Activity
Where a line of the records holds the string "caller", copy that line.

Data section
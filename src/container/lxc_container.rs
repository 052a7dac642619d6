use super::devices::{DeviceShadowBuilder, device_list};
use super::id_map::{UNPRIVILEGED_UID, compute_id_map};
use super::runtime::{ContainerHandle, ContainerRuntime};
use crate::errors::ContainerError;
use crate::types::Credentials;
use log::{debug, trace, warn};
use nix::unistd::getuid;
use std::path::{Path, PathBuf};

/// The only container instance we ever run.
pub const CONTAINER_NAME: &str = "default";

/// Host bridge the container's veth is attached to when it exists.
pub const BRIDGE_INTERFACE: &str = "anboxbr0";

#[derive(Debug, Clone, Copy, PartialEq, Eq)]
pub enum State {
    Inactive,
    Running,
}

/// Where the container's files live on the host.
#[derive(Debug, Clone, PartialEq, Eq)]
pub struct ContainerLayout {
    pub config_dir: PathBuf,
    pub log_dir: PathBuf,
    pub devices_dir: PathBuf,
    pub rootfs_dir: PathBuf,
    pub net_class_dir: PathBuf,
}

impl ContainerLayout {
    pub fn under(data_dir: &Path) -> Self {
        ContainerLayout {
            config_dir: data_dir.join("containers"),
            log_dir: data_dir.join("logs"),
            devices_dir: data_dir.join("devices"),
            rootfs_dir: data_dir.join("rootfs"),
            net_class_dir: PathBuf::from("/sys/class/net"),
        }
    }
}

/// Per-start settings supplied by the caller.
#[derive(Debug, Clone, Default, PartialEq, Eq)]
pub struct Configuration {
    /// `(source on the host, target inside the container)`
    pub bind_mounts: Vec<(PathBuf, PathBuf)>,
    pub devices: Vec<PathBuf>,
}

/**
 * Owns the container instance and drives it between `Inactive` and
 * `Running`. The controller does no locking of its own, concurrent
 * `start`/`stop` calls have to be serialized by the caller.
 *
 * `state()` only reflects transitions made through this controller. If the
 * container dies behind our back it keeps reporting `Running`.
 */
pub struct LxcContainer {
    state: State,
    handle: Option<Box<dyn ContainerHandle>>,
    runtime: Box<dyn ContainerRuntime>,
    layout: ContainerLayout,
    privileged: bool,
    creds: Credentials,
}

impl LxcContainer {
    pub fn new(
        runtime: Box<dyn ContainerRuntime>,
        layout: ContainerLayout,
        privileged: bool,
        creds: Credentials,
    ) -> Result<Self, ContainerError> {
        for dir in [&layout.config_dir, &layout.log_dir] {
            std::fs::create_dir_all(dir).map_err(|e| {
                ContainerError::Configuration(format!(
                    "failed to create {}: {}",
                    dir.display(),
                    e
                ))
            })?;
        }

        Ok(LxcContainer {
            state: State::Inactive,
            handle: None,
            runtime,
            layout,
            privileged,
            creds,
        })
    }

    pub fn state(&self) -> State {
        self.state
    }

    pub fn layout(&self) -> &ContainerLayout {
        &self.layout
    }

    /// Opens the existing instance without touching its configuration, so a
    /// container started by another process can be stopped.
    pub fn attach(&mut self) -> Result<(), ContainerError> {
        let handle = self
            .runtime
            .create(CONTAINER_NAME, &self.layout.config_dir)?;
        if handle.is_running() {
            self.state = State::Running;
        }
        self.handle = Some(handle);
        Ok(())
    }

    pub fn start(
        &mut self,
        configuration: &Configuration,
    ) -> Result<(), ContainerError> {
        if !getuid().is_root() {
            return Err(ContainerError::Privilege);
        }

        if let Some(handle) = self.handle.as_mut() {
            if handle.is_running() {
                warn!("Container already started, stopping it now");
                stop_quietly(handle.as_mut());
            }
            self.state = State::Inactive;
        }

        debug!(
            "Containers are stored in {}",
            self.layout.config_dir.display()
        );
        self.handle = None;
        self.runtime
            .remove_config(CONTAINER_NAME, &self.layout.config_dir)?;
        let mut handle = self
            .runtime
            .create(CONTAINER_NAME, &self.layout.config_dir)?;

        // Left running after a crash, stop it so the configuration is in sync
        if handle.is_running() {
            warn!("Container is still running, stopping it first");
            stop_quietly(handle.as_mut());
        }

        let result = self.configure_and_start(handle.as_mut(), configuration);
        self.handle = Some(handle);
        result?;

        self.state = State::Running;
        debug!("Container successfully started");
        Ok(())
    }

    /// Does nothing unless a handle exists and reports the container as
    /// running.
    pub fn stop(&mut self) -> Result<(), ContainerError> {
        let Some(handle) = self.handle.as_mut() else {
            return Ok(());
        };
        if !handle.is_running() {
            return Ok(());
        }

        handle.stop().map_err(|e| {
            ContainerError::Configuration(format!(
                "failed to stop container: {}",
                e
            ))
        })?;
        self.state = State::Inactive;
        debug!("Container successfully stopped");
        Ok(())
    }

    pub fn config_items(&self) -> Option<&super::runtime::ConfigEntries> {
        self.handle.as_ref().map(|h| h.config_items())
    }

    fn configure_and_start(
        &self,
        handle: &mut dyn ContainerHandle,
        configuration: &Configuration,
    ) -> Result<(), ContainerError> {
        self.emit_base_config(handle)?;
        if !self.privileged {
            self.emit_id_map(handle)?;
        }
        self.emit_bind_mounts(handle, &configuration.bind_mounts)?;
        self.emit_devices(handle, &configuration.devices)?;

        handle.save_config()?;
        handle.start()
    }

    fn emit_base_config(
        &self,
        handle: &mut dyn ContainerHandle,
    ) -> Result<(), ContainerError> {
        // proc and sys can be mixed rw since the container is unprivileged
        handle.set_config_item(
            "lxc.mount.auto",
            "proc:mixed sys:mixed cgroup:mixed",
        )?;
        handle.set_config_item("lxc.autodev", "1")?;
        handle.set_config_item("lxc.pts", "1024")?;
        handle.set_config_item("lxc.tty", "0")?;
        handle.set_config_item("lxc.utsname", "anbox")?;

        // Device access only comes from the bind mounted shadow nodes
        handle.set_config_item("lxc.group.devices.deny", "")?;
        handle.set_config_item("lxc.group.devices.allow", "")?;

        // bind mounts can't be moved, so keep ttys out of /dev/lxc/
        handle.set_config_item("lxc.devttydir", "")?;

        handle.set_config_item(
            "lxc.environment",
            "PATH=/system/bin:/system/sbin:/system/xbin",
        )?;
        handle.set_config_item("lxc.init_cmd", "/anbox-init.sh")?;
        handle.set_config_item("lxc.rootfs.backend", "dir")?;

        let rootfs = self.layout.rootfs_dir.to_string_lossy();
        debug!("Using rootfs path {}", rootfs);
        handle.set_config_item("lxc.rootfs", &rootfs)?;

        handle.set_config_item("lxc.loglevel", "0")?;
        handle.set_config_item(
            "lxc.logfile",
            &self.layout.log_dir.join("container.log").to_string_lossy(),
        )?;

        if self.layout.net_class_dir.join(BRIDGE_INTERFACE).exists() {
            trace!("Attaching container to bridge {}", BRIDGE_INTERFACE);
            handle.set_config_item("lxc.network.type", "veth")?;
            handle.set_config_item("lxc.network.flags", "up")?;
            handle.set_config_item("lxc.network.link", BRIDGE_INTERFACE)?;
        }

        handle.set_config_item("lxc.aa_profile", "anbox-container")
    }

    fn emit_id_map(
        &self,
        handle: &mut dyn ContainerHandle,
    ) -> Result<(), ContainerError> {
        for range in compute_id_map(&self.creds, UNPRIVILEGED_UID)? {
            handle.set_config_item("lxc.id_map", &range.to_string())?;
        }
        Ok(())
    }

    fn emit_bind_mounts(
        &self,
        handle: &mut dyn ContainerHandle,
        bind_mounts: &[(PathBuf, PathBuf)],
    ) -> Result<(), ContainerError> {
        for (source, target) in bind_mounts {
            let create_type = if source.is_dir() { "dir" } else { "file" };

            // Targets must be absolute paths inside the rootfs, otherwise
            // confined hosts reject the mount
            let target = target.to_string_lossy();
            let target = if target.starts_with('/') {
                target.to_string()
            } else {
                format!("/{}", target)
            };
            let entry = format!(
                "{} {}{} none bind,create={},optional 0 0",
                source.display(),
                self.layout.rootfs_dir.display(),
                target,
                create_type
            );
            handle.set_config_item("lxc.mount.entry", &entry)?;
        }
        Ok(())
    }

    fn emit_devices(
        &self,
        handle: &mut dyn ContainerHandle,
        devices: &[PathBuf],
    ) -> Result<(), ContainerError> {
        let base = if self.privileged { 0 } else { UNPRIVILEGED_UID };
        let builder = DeviceShadowBuilder::new(&self.layout.devices_dir, base);
        builder.reset()?;

        for device in device_list(devices) {
            let node = builder.add_device(&device)?;
            handle.set_config_item("lxc.mount.entry", &node.mount_entry())?;
        }
        Ok(())
    }
}

impl Drop for LxcContainer {
    fn drop(&mut self) {
        if let Err(e) = self.stop() {
            warn!("Failed to stop container: {}", e);
        }
    }
}

fn stop_quietly(handle: &mut dyn ContainerHandle) {
    if let Err(e) = handle.stop() {
        warn!("Failed to stop container '{}': {}", handle.name(), e);
    }
}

Result
/// Per-start settings supplied by the caller.
 * `start`/`stop` calls have to be serialized by the caller.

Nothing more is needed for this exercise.